§ RECORDS FOR THE TASK
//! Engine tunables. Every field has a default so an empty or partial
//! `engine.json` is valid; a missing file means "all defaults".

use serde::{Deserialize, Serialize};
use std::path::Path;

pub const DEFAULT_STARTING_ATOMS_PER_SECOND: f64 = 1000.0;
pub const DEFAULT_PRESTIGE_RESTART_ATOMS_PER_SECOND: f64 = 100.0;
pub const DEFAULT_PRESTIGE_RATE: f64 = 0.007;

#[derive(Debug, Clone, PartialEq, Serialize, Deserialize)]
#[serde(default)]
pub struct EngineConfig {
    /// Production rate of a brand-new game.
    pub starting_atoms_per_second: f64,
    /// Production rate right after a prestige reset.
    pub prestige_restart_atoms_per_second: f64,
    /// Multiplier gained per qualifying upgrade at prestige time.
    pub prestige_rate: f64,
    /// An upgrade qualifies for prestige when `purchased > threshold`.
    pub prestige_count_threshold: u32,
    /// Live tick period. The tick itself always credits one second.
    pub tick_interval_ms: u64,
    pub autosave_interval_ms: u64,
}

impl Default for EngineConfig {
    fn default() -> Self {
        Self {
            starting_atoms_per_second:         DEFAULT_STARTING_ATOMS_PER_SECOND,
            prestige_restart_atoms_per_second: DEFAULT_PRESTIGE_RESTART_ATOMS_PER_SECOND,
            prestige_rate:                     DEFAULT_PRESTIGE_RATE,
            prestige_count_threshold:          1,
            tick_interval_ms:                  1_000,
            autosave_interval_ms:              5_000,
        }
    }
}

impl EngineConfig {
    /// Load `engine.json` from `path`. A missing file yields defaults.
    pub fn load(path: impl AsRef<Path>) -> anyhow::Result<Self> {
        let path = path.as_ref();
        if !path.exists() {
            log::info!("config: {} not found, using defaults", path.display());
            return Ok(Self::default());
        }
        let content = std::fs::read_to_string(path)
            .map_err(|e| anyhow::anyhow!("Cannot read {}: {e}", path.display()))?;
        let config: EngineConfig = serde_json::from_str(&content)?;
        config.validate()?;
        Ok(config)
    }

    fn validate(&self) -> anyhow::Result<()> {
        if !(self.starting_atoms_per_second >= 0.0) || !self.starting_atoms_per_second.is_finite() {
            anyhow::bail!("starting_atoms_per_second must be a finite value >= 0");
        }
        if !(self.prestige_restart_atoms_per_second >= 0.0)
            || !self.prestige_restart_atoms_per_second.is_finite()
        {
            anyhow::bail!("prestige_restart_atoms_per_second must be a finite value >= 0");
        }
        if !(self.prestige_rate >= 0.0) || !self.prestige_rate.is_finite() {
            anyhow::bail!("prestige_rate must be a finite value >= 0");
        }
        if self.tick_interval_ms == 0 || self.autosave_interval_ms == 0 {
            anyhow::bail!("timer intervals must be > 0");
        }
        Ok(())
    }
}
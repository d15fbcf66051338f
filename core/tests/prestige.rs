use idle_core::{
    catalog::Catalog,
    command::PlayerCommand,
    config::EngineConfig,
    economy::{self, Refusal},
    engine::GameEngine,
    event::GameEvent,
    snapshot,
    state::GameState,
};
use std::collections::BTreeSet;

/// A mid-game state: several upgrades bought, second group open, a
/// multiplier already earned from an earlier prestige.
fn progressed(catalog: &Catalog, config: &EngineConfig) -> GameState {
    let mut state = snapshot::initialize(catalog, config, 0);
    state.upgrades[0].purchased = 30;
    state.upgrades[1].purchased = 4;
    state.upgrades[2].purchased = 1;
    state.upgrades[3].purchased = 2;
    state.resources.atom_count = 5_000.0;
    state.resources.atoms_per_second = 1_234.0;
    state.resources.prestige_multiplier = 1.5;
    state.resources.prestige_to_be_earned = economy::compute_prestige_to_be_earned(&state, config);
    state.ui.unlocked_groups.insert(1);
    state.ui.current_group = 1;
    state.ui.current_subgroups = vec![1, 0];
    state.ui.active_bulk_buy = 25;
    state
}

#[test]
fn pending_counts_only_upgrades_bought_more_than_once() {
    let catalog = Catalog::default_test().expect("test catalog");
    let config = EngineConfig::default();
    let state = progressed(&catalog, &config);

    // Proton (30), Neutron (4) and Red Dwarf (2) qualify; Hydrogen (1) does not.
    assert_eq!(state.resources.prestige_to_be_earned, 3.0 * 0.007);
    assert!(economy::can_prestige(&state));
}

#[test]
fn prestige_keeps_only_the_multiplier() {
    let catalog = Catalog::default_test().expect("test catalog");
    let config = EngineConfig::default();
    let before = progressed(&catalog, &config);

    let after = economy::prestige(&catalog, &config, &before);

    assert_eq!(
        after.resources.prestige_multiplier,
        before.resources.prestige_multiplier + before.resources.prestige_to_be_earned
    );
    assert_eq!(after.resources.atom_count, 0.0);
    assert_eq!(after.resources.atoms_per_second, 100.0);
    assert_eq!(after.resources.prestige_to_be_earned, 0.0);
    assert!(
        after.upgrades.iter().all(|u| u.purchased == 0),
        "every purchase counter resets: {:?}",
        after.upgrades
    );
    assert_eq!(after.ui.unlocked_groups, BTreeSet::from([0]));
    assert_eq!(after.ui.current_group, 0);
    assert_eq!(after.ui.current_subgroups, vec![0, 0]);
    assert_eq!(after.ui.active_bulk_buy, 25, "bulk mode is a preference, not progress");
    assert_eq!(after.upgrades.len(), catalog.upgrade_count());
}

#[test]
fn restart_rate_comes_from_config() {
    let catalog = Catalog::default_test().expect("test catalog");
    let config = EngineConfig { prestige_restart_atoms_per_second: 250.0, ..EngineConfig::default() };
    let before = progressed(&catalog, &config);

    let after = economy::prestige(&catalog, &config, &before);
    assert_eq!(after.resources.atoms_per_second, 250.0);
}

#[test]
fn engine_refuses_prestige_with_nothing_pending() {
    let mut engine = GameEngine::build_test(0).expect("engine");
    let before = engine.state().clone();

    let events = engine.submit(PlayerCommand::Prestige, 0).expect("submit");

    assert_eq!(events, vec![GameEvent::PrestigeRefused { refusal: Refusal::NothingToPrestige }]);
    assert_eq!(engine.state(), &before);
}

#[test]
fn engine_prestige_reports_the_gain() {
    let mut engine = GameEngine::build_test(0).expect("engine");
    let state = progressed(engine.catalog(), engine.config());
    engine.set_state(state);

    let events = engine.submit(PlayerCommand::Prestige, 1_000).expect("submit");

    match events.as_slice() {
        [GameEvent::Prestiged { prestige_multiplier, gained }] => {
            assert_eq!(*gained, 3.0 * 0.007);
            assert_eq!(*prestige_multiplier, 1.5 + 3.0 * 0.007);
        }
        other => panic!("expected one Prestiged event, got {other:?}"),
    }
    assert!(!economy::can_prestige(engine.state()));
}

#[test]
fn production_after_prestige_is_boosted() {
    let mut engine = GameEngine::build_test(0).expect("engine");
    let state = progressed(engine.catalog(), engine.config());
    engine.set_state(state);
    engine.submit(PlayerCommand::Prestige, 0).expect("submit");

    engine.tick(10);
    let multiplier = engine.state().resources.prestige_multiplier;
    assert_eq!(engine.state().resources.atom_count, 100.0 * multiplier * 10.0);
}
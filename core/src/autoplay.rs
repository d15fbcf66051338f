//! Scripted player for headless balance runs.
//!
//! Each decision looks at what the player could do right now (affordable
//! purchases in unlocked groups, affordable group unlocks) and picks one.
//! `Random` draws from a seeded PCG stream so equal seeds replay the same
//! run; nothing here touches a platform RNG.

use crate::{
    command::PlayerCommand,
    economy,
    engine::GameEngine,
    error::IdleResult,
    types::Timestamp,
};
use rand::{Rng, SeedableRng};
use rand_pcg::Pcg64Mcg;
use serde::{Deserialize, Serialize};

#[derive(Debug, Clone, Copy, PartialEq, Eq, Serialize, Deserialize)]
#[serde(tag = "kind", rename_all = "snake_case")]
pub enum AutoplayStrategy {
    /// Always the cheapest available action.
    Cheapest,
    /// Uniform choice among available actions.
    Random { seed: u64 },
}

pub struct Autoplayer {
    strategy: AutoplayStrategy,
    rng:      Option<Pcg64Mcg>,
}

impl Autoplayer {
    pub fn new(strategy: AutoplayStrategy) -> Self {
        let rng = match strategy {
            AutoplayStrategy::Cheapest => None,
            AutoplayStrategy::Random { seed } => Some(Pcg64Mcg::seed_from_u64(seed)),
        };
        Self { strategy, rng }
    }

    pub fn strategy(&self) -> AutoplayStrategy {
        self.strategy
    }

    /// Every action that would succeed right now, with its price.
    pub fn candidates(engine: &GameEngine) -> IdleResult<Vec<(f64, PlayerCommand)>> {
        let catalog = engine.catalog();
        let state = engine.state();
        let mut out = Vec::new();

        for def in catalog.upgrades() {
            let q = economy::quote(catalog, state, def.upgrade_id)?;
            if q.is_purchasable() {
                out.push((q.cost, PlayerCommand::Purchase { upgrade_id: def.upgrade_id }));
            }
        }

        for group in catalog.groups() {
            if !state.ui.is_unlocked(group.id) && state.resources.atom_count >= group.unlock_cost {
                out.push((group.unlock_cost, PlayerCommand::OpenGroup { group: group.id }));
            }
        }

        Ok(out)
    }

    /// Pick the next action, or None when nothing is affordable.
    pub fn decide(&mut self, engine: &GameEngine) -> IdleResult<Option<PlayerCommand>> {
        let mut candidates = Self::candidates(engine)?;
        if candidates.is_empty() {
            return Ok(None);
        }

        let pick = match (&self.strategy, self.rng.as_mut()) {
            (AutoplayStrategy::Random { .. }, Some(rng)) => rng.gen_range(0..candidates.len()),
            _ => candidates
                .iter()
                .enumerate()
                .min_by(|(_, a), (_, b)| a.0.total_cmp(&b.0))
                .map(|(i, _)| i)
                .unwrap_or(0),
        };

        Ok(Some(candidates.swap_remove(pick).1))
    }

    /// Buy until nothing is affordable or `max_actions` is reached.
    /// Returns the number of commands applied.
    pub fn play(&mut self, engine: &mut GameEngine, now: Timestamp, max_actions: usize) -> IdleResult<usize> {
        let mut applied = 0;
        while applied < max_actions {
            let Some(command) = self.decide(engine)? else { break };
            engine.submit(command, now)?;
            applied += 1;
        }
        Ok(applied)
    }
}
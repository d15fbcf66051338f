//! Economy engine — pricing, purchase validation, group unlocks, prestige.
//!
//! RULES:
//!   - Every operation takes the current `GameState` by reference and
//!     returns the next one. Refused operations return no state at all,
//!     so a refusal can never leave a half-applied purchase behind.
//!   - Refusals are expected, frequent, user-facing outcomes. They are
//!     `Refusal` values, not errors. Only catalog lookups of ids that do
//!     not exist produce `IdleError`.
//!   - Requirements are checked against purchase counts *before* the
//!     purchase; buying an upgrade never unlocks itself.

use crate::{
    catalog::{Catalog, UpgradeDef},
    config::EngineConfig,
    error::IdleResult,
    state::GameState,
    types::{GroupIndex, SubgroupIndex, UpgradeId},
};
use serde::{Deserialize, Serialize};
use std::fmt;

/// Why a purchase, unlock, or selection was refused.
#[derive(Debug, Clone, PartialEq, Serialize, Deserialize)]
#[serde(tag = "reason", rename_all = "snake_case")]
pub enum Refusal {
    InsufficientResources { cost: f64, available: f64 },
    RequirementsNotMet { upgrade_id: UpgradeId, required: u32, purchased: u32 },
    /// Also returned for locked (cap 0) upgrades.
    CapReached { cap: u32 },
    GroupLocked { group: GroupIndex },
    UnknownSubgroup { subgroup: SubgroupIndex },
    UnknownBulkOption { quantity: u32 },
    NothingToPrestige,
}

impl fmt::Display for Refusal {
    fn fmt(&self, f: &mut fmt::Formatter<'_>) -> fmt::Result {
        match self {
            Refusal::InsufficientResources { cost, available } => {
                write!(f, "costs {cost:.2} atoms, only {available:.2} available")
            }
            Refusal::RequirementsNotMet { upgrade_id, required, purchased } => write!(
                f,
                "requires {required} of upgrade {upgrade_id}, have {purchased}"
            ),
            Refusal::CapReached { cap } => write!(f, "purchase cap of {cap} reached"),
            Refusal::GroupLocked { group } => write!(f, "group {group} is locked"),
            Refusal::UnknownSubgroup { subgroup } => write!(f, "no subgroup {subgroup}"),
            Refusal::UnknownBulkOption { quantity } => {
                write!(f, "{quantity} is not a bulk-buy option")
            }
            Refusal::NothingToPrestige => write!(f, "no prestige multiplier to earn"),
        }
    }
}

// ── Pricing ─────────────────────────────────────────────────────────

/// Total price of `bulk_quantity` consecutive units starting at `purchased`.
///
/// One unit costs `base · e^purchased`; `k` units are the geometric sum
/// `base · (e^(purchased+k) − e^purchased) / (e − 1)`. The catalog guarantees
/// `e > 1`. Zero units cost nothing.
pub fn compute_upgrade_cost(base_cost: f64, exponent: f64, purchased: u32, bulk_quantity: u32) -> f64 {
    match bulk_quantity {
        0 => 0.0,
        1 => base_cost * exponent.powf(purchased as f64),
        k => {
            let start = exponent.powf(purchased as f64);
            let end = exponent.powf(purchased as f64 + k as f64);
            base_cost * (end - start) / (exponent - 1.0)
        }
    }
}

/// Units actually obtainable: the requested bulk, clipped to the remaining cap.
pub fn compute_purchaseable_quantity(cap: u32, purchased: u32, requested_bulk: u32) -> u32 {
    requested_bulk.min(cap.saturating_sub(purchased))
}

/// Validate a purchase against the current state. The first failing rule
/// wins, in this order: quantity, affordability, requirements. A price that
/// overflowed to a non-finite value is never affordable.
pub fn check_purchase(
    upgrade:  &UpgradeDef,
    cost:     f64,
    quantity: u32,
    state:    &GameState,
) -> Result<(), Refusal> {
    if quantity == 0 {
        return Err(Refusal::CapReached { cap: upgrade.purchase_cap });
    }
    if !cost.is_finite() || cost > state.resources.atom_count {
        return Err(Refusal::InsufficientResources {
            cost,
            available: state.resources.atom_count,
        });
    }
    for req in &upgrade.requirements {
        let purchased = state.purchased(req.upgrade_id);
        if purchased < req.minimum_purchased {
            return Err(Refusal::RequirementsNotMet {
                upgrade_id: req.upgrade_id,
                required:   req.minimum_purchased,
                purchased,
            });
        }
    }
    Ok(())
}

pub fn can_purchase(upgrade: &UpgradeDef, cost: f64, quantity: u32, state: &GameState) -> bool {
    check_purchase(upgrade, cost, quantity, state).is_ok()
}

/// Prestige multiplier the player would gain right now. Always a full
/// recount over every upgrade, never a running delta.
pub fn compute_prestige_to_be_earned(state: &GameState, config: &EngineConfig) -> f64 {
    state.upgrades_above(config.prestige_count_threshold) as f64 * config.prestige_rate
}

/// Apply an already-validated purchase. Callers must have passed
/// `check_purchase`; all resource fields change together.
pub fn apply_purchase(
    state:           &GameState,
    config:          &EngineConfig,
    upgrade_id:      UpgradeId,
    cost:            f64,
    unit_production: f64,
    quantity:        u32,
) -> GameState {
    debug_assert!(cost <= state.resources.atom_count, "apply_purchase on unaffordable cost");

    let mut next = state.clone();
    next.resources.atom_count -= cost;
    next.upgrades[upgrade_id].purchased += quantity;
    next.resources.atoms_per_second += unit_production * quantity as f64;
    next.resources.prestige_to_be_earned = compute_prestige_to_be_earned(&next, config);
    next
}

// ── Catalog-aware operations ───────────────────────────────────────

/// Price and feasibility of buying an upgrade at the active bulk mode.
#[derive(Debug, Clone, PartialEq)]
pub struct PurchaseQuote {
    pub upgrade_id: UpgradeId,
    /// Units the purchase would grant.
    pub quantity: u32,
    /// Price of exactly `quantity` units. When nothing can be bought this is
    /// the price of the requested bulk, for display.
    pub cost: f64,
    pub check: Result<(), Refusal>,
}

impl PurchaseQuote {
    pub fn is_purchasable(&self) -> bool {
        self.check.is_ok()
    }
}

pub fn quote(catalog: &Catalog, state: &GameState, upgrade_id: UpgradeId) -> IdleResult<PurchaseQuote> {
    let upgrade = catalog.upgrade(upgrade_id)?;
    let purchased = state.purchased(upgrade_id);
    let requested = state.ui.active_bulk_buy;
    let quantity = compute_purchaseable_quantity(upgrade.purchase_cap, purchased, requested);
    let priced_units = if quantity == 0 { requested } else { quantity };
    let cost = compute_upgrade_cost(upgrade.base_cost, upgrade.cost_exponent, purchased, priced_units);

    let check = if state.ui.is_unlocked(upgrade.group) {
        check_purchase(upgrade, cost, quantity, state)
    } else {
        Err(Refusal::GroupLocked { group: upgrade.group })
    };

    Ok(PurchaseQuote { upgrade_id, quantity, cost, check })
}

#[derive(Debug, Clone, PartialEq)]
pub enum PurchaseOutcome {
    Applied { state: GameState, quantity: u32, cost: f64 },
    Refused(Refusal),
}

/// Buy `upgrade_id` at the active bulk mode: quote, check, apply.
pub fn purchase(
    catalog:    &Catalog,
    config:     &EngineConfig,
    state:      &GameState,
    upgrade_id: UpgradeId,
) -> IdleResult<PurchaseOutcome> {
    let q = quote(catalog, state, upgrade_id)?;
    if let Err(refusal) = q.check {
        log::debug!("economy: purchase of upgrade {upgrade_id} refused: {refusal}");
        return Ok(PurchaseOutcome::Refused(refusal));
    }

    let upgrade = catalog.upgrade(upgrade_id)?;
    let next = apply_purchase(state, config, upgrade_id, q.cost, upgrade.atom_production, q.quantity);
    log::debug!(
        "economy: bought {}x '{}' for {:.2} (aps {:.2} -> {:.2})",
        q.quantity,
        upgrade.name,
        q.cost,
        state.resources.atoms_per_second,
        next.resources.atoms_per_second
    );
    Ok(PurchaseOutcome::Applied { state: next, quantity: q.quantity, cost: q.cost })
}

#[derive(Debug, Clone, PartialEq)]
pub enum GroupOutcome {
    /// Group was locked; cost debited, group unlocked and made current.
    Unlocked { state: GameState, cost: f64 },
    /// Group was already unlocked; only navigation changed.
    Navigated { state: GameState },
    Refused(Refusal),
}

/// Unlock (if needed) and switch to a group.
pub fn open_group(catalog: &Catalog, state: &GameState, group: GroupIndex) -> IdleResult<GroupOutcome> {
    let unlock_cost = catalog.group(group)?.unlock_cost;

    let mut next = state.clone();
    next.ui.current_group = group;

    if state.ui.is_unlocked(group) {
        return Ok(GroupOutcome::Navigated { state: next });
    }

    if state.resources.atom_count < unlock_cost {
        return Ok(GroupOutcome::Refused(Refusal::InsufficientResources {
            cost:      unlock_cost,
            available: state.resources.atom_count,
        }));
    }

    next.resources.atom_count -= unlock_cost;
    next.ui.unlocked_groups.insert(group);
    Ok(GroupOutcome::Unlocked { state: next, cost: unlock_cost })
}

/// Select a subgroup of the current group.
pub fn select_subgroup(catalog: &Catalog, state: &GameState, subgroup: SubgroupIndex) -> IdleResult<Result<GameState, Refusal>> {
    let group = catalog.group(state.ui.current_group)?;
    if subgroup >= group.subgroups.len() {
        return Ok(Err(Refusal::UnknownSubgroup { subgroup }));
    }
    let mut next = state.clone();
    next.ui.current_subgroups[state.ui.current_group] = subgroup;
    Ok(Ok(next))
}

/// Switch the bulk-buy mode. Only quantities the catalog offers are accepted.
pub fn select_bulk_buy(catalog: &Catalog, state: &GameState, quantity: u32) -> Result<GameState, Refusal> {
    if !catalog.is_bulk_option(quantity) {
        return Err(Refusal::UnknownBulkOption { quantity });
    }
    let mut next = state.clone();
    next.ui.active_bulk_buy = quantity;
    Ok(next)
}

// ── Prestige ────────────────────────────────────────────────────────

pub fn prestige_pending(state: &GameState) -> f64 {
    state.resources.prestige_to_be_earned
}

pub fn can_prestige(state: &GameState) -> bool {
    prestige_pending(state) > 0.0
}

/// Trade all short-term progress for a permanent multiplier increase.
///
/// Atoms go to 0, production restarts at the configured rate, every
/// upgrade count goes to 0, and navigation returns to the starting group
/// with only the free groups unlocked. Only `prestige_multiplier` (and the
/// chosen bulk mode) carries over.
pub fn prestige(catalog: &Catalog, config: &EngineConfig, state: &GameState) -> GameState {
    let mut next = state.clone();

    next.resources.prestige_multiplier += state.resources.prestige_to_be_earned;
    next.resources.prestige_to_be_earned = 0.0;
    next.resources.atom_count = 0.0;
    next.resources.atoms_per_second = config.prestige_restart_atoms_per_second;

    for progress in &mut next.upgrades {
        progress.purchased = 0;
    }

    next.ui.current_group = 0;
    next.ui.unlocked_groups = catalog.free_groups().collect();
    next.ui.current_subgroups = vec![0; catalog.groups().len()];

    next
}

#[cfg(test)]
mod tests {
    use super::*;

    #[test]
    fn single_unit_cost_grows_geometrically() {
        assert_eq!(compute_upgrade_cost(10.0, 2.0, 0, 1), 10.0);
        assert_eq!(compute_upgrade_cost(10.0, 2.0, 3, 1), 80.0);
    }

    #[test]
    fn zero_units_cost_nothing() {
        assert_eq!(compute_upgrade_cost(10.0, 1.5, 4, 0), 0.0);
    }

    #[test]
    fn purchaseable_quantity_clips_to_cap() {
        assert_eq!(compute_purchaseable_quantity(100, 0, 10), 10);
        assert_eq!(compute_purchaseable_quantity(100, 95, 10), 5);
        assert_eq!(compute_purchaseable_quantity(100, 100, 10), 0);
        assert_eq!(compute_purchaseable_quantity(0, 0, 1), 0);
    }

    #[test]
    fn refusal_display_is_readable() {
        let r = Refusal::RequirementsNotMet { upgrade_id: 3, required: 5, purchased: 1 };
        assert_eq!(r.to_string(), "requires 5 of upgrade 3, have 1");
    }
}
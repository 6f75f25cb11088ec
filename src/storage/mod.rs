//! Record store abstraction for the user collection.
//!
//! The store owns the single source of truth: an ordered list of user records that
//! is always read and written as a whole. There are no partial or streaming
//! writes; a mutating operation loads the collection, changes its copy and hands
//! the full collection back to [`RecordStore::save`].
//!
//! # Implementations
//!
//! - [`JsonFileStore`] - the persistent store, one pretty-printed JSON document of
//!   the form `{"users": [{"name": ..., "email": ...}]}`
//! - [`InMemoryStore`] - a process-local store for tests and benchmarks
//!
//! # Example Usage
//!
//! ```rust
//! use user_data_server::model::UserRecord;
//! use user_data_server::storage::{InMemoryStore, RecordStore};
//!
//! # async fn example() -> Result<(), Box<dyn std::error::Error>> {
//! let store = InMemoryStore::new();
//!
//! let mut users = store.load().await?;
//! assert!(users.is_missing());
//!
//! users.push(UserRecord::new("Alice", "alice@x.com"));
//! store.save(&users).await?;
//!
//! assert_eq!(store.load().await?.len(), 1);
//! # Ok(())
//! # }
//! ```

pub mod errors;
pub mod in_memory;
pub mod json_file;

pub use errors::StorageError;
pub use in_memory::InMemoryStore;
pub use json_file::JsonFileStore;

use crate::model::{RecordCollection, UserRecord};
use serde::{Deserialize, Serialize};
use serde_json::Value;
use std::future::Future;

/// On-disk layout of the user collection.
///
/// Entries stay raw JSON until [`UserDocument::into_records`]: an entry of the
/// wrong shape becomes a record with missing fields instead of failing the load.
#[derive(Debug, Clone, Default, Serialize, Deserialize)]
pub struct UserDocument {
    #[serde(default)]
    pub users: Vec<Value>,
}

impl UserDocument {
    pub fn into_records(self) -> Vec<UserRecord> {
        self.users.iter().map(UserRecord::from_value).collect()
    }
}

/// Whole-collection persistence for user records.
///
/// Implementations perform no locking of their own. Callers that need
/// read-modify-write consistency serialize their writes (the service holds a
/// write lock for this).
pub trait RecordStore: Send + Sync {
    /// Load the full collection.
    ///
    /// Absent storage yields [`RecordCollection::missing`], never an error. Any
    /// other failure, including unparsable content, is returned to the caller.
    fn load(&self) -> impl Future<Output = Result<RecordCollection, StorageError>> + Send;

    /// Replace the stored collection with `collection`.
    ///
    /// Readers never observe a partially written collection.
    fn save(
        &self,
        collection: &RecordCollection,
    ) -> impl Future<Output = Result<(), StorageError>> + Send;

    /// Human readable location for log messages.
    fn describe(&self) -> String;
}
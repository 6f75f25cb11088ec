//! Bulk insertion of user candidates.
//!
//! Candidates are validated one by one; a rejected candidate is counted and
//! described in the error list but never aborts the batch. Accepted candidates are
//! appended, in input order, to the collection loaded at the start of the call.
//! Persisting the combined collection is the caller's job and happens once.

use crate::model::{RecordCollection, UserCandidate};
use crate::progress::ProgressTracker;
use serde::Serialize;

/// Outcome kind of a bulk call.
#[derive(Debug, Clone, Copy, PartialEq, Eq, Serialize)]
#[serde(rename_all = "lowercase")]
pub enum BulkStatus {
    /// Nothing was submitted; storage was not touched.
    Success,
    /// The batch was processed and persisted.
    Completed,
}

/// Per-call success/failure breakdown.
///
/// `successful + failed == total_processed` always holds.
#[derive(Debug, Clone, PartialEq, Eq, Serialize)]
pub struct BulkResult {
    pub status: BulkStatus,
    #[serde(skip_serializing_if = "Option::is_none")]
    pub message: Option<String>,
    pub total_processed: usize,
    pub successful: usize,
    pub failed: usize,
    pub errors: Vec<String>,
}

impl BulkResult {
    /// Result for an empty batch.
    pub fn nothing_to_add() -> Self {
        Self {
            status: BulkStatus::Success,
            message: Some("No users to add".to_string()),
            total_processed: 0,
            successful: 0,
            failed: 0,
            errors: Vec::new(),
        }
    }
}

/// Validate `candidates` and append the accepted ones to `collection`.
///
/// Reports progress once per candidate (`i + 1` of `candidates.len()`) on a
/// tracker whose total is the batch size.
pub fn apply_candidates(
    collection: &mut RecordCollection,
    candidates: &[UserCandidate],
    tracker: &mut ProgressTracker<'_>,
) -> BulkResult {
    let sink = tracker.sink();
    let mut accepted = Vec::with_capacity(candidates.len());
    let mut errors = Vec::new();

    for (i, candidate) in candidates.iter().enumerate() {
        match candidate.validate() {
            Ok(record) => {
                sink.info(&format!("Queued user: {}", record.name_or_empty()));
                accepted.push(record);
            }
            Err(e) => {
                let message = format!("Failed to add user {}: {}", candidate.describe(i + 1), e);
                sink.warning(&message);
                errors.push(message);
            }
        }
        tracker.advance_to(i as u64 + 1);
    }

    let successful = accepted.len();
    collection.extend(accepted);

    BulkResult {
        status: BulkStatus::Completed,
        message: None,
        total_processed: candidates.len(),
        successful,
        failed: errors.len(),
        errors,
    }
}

§ EXERCISE BRIEF
Check each line of the entries, and copy the ones that contain "await".

§ OUTPUT OF THE EXERCISE
//! let mut users = store.load().await?;
//! store.save(&users).await?;
//! assert_eq!(store.load().await?.len(), 1);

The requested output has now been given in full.